Парень кивнул и ветром слетел со ступеней.
Позднее декабрьское утро только входило в силу, а с дальних и ближних улиц, с раскатов уже валила к соборному майдану веселая молодь, стекались малороссы и крещеные калмыки. Вслед за ними, согласно традиции, появились особы старшинского разряда в шубах с собольими воротниками, купцы, строголикие староверы-бородачи, бабы мужние и вдовушки, за которыми хвостиками вязалась детвора.
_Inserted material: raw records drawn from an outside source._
//! Build output verification with glob pattern support.
//!
//! A build is considered real only when the output directory holds at least
//! one executable and the update manifest. Executable patterns are tried in
//! order and the first pattern with matches wins.

use glob::Pattern;
use serde::Serialize;
use std::path::{Path, PathBuf};
use std::thread;
use std::time::{Duration, Instant};

use crate::defaults::ArtifactsConfig;
use crate::error::{Error, Result};

#[derive(Debug, Clone, Default, Serialize)]
pub struct ArtifactReport {
    pub dir: String,
    /// Pattern that produced the executable matches.
    #[serde(skip_serializing_if = "Option::is_none")]
    pub executable_pattern: Option<String>,
    pub executables: Vec<PathBuf>,
    #[serde(skip_serializing_if = "Option::is_none")]
    pub update_manifest: Option<PathBuf>,
}

impl ArtifactReport {
    pub fn is_complete(&self) -> bool {
        !self.executables.is_empty() && self.update_manifest.is_some()
    }
}

#[derive(Debug, Clone)]
pub struct ArtifactVerifier {
    dir: PathBuf,
    executable_patterns: Vec<String>,
    update_manifest: String,
    extra_upload_patterns: Vec<String>,
}

impl ArtifactVerifier {
    pub fn new(dir: &Path, executable_patterns: Vec<String>, update_manifest: impl Into<String>) -> Self {
        Self {
            dir: dir.to_path_buf(),
            executable_patterns,
            update_manifest: update_manifest.into(),
            extra_upload_patterns: Vec::new(),
        }
    }

    /// Verifier for `dir` with `{{product}}` rendered into the configured patterns.
    pub fn from_config(dir: &Path, config: &ArtifactsConfig, product: &str) -> Self {
        Self::new(dir, config.resolved_executable_patterns(product), &config.update_manifest)
            .with_extra_uploads(config.extra_upload_patterns.clone())
    }

    pub fn with_extra_uploads(mut self, patterns: Vec<String>) -> Self {
        self.extra_upload_patterns = patterns;
        self
    }

    pub fn dir(&self) -> &Path {
        &self.dir
    }

    /// Single pass over the output directory. No side effects.
    pub fn verify(&self) -> ArtifactReport {
        let mut report = ArtifactReport {
            dir: self.dir.display().to_string(),
            ..Default::default()
        };

        if !self.dir.is_dir() {
            return report;
        }

        for pattern in &self.executable_patterns {
            let matches = self.matches(pattern);
            if !matches.is_empty() {
                report.executable_pattern = Some(pattern.clone());
                report.executables = matches;
                break;
            }
        }

        let manifest = self.dir.join(&self.update_manifest);
        if manifest.is_file() {
            report.update_manifest = Some(manifest);
        }

        report
    }

    pub fn is_ready(&self) -> bool {
        self.verify().is_complete()
    }

    /// Poll until artifacts are complete or `timeout` elapses.
    pub fn wait_for(&self, timeout: Duration, poll: Duration) -> ArtifactReport {
        let started = Instant::now();
        loop {
            let report = self.verify();
            if report.is_complete() || started.elapsed() >= timeout {
                return report;
            }
            thread::sleep(poll.max(Duration::from_millis(1)));
        }
    }

    /// Files attached to a release: executables, the update manifest, and
    /// any extra matches (blockmaps). Fails when the artifact set is incomplete.
    pub fn upload_set(&self) -> Result<Vec<PathBuf>> {
        let report = self.verify();
        if !report.is_complete() {
            return Err(Error::build_artifacts_missing(report.dir));
        }

        let mut files = report.executables;
        if let Some(manifest) = report.update_manifest {
            files.push(manifest);
        }
        for pattern in &self.extra_upload_patterns {
            for path in self.matches(pattern) {
                if !files.contains(&path) {
                    files.push(path);
                }
            }
        }
        Ok(files)
    }

    fn matches(&self, pattern: &str) -> Vec<PathBuf> {
        let escaped_dir = Pattern::escape(&self.dir.to_string_lossy());
        let full = Path::new(&escaped_dir).join(pattern);

        let Ok(entries) = glob::glob(&full.to_string_lossy()) else {
            log_status!("artifacts", "Invalid glob pattern '{}'", pattern);
            return Vec::new();
        };

        let mut found: Vec<PathBuf> = entries
            .filter_map(|entry| entry.ok())
            .filter(|p| p.is_file())
            .collect();
        found.sort();
        found
    }
}

#[cfg(test)]
mod tests {
    use super::*;
    use std::fs::{self, File};
    use tempfile::TempDir;

    fn verifier(dir: &Path) -> ArtifactVerifier {
        ArtifactVerifier::new(
            dir,
            vec![
                "MakeYourLifeEasier-*.exe".to_string(),
                "*.exe".to_string(),
                "*.AppImage".to_string(),
            ],
            "latest.yml",
        )
        .with_extra_uploads(vec!["*.blockmap".to_string()])
    }

    #[test]
    fn missing_directory_is_not_ready() {
        let dir = TempDir::new().unwrap();
        let report = verifier(&dir.path().join("dist")).verify();
        assert!(!report.is_complete());
        assert!(report.executables.is_empty());
    }

    #[test]
    fn executable_without_manifest_is_incomplete() {
        let dir = TempDir::new().unwrap();
        File::create(dir.path().join("App.exe")).unwrap();
        let report = verifier(dir.path()).verify();
        assert_eq!(report.executables.len(), 1);
        assert!(!report.is_complete());
    }

    #[test]
    fn manifest_without_executable_is_incomplete() {
        let dir = TempDir::new().unwrap();
        File::create(dir.path().join("latest.yml")).unwrap();
        assert!(!verifier(dir.path()).is_ready());
    }

    #[test]
    fn first_matching_pattern_wins() {
        let dir = TempDir::new().unwrap();
        File::create(dir.path().join("MakeYourLifeEasier-1.2.3.exe")).unwrap();
        File::create(dir.path().join("uninstaller.exe")).unwrap();
        File::create(dir.path().join("latest.yml")).unwrap();

        let report = verifier(dir.path()).verify();
        assert!(report.is_complete());
        assert_eq!(report.executable_pattern.as_deref(), Some("MakeYourLifeEasier-*.exe"));
        assert_eq!(report.executables.len(), 1);
    }

    #[test]
    fn later_patterns_used_when_earlier_miss() {
        let dir = TempDir::new().unwrap();
        File::create(dir.path().join("app-1.0.0.AppImage")).unwrap();
        File::create(dir.path().join("latest.yml")).unwrap();

        let report = verifier(dir.path()).verify();
        assert!(report.is_complete());
        assert_eq!(report.executable_pattern.as_deref(), Some("*.AppImage"));
    }

    #[test]
    fn directories_named_like_artifacts_are_ignored() {
        let dir = TempDir::new().unwrap();
        fs::create_dir(dir.path().join("win-unpacked.exe")).unwrap();
        File::create(dir.path().join("latest.yml")).unwrap();
        assert!(!verifier(dir.path()).is_ready());
    }

    #[test]
    fn upload_set_includes_manifest_and_blockmaps() {
        let dir = TempDir::new().unwrap();
        File::create(dir.path().join("MakeYourLifeEasier-1.0.0.exe")).unwrap();
        File::create(dir.path().join("MakeYourLifeEasier-1.0.0.exe.blockmap")).unwrap();
        File::create(dir.path().join("latest.yml")).unwrap();
        File::create(dir.path().join("builder-debug.yml")).unwrap();

        let files = verifier(dir.path()).upload_set().unwrap();
        let names: Vec<String> = files
            .iter()
            .map(|p| p.file_name().unwrap().to_string_lossy().into_owned())
            .collect();
        assert_eq!(
            names,
            vec![
                "MakeYourLifeEasier-1.0.0.exe",
                "latest.yml",
                "MakeYourLifeEasier-1.0.0.exe.blockmap",
            ]
        );
    }

    #[test]
    fn upload_set_requires_complete_artifacts() {
        let dir = TempDir::new().unwrap();
        let err = verifier(dir.path()).upload_set().unwrap_err();
        assert_eq!(err.code.as_str(), "build.artifacts_missing");
    }

    #[test]
    fn wait_for_sees_late_artifacts() {
        let dir = TempDir::new().unwrap();
        let root = dir.path().to_path_buf();
        let writer = thread::spawn(move || {
            thread::sleep(Duration::from_millis(100));
            File::create(root.join("App.exe")).unwrap();
            File::create(root.join("latest.yml")).unwrap();
        });

        let report = verifier(dir.path()).wait_for(Duration::from_secs(5), Duration::from_millis(20));
        writer.join().unwrap();
        assert!(report.is_complete());
    }

    #[test]
    fn wait_for_gives_up_after_timeout() {
        let dir = TempDir::new().unwrap();
        let started = Instant::now();
        let report = verifier(dir.path()).wait_for(Duration::from_millis(80), Duration::from_millis(20));
        assert!(!report.is_complete());
        assert!(started.elapsed() < Duration::from_secs(2));
    }
}
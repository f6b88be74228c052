use std::path::PathBuf;
use std::sync::Arc;

use relman::{defaults, paths};
use relman::reporter::TerminalReporter;
use relman::{Operation, Session};

pub type CmdResult<T> = relman::Result<(T, i32)>;

/// Flags shared by every subcommand.
pub(crate) struct GlobalArgs {
    pub project: Option<PathBuf>,
    pub config: Option<PathBuf>,
    pub quiet: bool,
}

impl GlobalArgs {
    /// Session for the selected project (current directory by default).
    pub fn session(&self) -> relman::Result<Arc<Session>> {
        let config_path = self.config.as_deref().map(|p| paths::expand(&p.to_string_lossy()));
        let config = defaults::load_config(config_path.as_deref())?;
        let project = match &self.project {
            Some(p) => Some(paths::expand(&p.to_string_lossy())),
            None => std::env::current_dir().ok(),
        };
        let reporter = Arc::new(TerminalReporter::new(self.quiet));
        Ok(Arc::new(Session::new(config, reporter).with_project(project)))
    }
}

/// Submit one operation to a fresh queue and wait for its outcome.
pub(crate) fn run_operation(global: &GlobalArgs, op: Operation) -> CmdResult<serde_json::Value> {
    let session = global.session()?;
    let queue = session.queue();
    let outcome = session.submit(&queue, op).wait();
    outcome.result.map(|data| (data, 0))
}

pub mod auto;
pub mod config;
pub mod queue;
pub mod release;
pub mod version;

fn operation(global: &GlobalArgs, op: Operation) -> (relman::Result<serde_json::Value>, i32) {
    crate::output::map_cmd_result_to_json(run_operation(global, op))
}

/// Dispatch a command to its handler and map result to JSON.
macro_rules! dispatch {
    ($args:expr, $module:ident) => {
        crate::output::map_cmd_result_to_json($module::run($args))
    };
    ($args:expr, $global:expr, $module:ident) => {
        crate::output::map_cmd_result_to_json($module::run($args, $global))
    };
}

pub(crate) fn run_json(
    command: crate::Commands,
    global: &GlobalArgs,
) -> (relman::Result<serde_json::Value>, i32) {
    crate::tty::status("relman is working...");

    match command {
        // Commands without a session
        crate::Commands::Version(args) => dispatch!(args, version),
        crate::Commands::Config(args) => dispatch!(args, global, config),

        // Commands routed through the queue
        crate::Commands::Status => operation(global, Operation::Status),
        crate::Commands::Kill => operation(global, Operation::Kill),
        crate::Commands::Clean => operation(global, Operation::Clean),
        crate::Commands::Build => operation(global, Operation::Build),
        crate::Commands::Auto(args) => dispatch!(args, global, auto),
        crate::Commands::Release(args) => dispatch!(args, global, release),
        crate::Commands::Queue(args) => dispatch!(args, global, queue),
    }
}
Леонтий, приплясывая от мороза, ждал и с интересом оглядывал майдан. Все его пространство было уставлено сбитыми на скорую руку лавками и палатками. Торговые люди, точно постовые, не покидали мест, зазывали покупателей. Чего только не сыщешь в рядах! И шали с кистями, и зеркала, и диковинные самоцветные украшения для прелестниц, и домашняя утварь, и одежда на любой вкус – от кафтанов до шелковых тирасок! А казаков манит кубачинское и турецкое оружие: убойные ружья, шашечки-молнии да кинжалы с наборными рукоятями. В сторонке – провиантские ряды. Здесь свежесть снега мешается с запахами пшеничных булок и копченого сала, яблок, неведомых заморских фруктов, привезенных персом. Солнце встало уже в полдуба, а этот смуглый горемыка, закутанный поверх чалмы шерстяным полушалком, в толстой бурке и рукавицах, так продрог, что лишь таращит свои темные глазищи и, едва шевеля посиневшими губами, по-кочетиному выкрикивает:
– Алимон! Карош-карош… Алимо-он!
Черкасцы берут в руки и с любопытством разглядывают эти округлые ярко-желтые плоды, много раз нюхают. Аромат приятственный. Но нет! Не хвалят «алимон» в городке, кислые до оскомины. Одна только расфуфыренная краля, женка полковничья, не пожалела медяков, твердя во всеуслышание, что нет средства верней супротив клопов!
Покупки делали к Рождеству. Потому выбор снеди, несмотря на пост, был богат: окорока, бараньи ноги, вяленая белорыбица, осетрина, отливающая на солнце слитком золота. Немало бочек и бочонков со свежей, точно инеем подернутой паюсной икрой. Ее охотно казаки берут, подставляя глиняные миски, и – к питейщикам! Очередь там – на полверсты. Виноторговцы, толстомясые мужички, черпаками разливают, жалея каждую каплю, бражку, многолетние меды, сивуху. У прилавка гомон и толкотня, захмелевшие бражники подходят «налить вдругорядь», их не пускают, костерят те, кто трезв. Питейщики, сохраняя полную невозмутимость, берут деньги из рук, отпускают зелье по оплате – кому в чарку, кому в кувшин, а кому и в ведро!